(Saved data entries)
§

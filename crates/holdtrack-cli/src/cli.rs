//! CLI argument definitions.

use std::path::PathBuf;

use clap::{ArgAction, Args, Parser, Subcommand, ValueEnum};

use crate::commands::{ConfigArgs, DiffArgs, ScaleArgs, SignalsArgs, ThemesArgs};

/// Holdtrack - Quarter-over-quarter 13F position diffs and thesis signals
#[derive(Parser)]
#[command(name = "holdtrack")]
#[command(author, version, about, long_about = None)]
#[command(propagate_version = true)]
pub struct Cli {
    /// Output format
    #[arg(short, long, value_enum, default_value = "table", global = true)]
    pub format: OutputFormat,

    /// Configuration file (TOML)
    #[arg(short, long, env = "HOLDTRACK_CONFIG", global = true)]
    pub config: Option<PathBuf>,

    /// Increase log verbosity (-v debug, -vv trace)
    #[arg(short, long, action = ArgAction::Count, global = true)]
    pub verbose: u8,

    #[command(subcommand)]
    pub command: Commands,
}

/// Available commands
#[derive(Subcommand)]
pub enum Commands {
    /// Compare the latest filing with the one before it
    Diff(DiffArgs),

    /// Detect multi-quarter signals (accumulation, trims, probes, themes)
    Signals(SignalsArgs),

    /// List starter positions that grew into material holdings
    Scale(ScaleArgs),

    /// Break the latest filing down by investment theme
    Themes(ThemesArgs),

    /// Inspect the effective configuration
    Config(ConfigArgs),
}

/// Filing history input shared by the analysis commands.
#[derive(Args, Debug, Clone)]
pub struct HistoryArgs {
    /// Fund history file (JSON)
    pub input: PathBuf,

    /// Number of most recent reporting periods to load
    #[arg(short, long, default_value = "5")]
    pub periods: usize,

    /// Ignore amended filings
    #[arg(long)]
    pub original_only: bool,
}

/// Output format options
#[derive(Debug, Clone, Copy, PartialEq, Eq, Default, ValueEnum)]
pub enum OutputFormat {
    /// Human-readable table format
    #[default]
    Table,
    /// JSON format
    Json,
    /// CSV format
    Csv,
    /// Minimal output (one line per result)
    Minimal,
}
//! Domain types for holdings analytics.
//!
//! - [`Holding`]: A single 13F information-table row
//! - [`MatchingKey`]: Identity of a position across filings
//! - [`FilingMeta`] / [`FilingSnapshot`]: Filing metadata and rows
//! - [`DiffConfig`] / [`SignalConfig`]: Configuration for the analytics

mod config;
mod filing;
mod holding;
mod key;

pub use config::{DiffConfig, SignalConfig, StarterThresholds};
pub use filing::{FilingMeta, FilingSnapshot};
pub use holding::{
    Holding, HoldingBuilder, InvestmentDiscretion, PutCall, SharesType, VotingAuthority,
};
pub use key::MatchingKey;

§

• _Task directions_
Would you copy, unchanged, the stretch of the records above that begins at the line containing "one before it" and ends at the line containing "#[arg(long)]", and only that?

• _Result of the exercise_
    /// Compare the latest filing with the one before it
    Diff(DiffArgs),

    /// Detect multi-quarter signals (accumulation, trims, probes, themes)
    Signals(SignalsArgs),

    /// List starter positions that grew into material holdings
    Scale(ScaleArgs),

    /// Break the latest filing down by investment theme
    Themes(ThemesArgs),

    /// Inspect the effective configuration
    Config(ConfigArgs),
}

/// Filing history input shared by the analysis commands.
#[derive(Args, Debug, Clone)]
pub struct HistoryArgs {
    /// Fund history file (JSON)
    pub input: PathBuf,

    /// Number of most recent reporting periods to load
    #[arg(short, long, default_value = "5")]
    pub periods: usize,

    /// Ignore amended filings
    #[arg(long)]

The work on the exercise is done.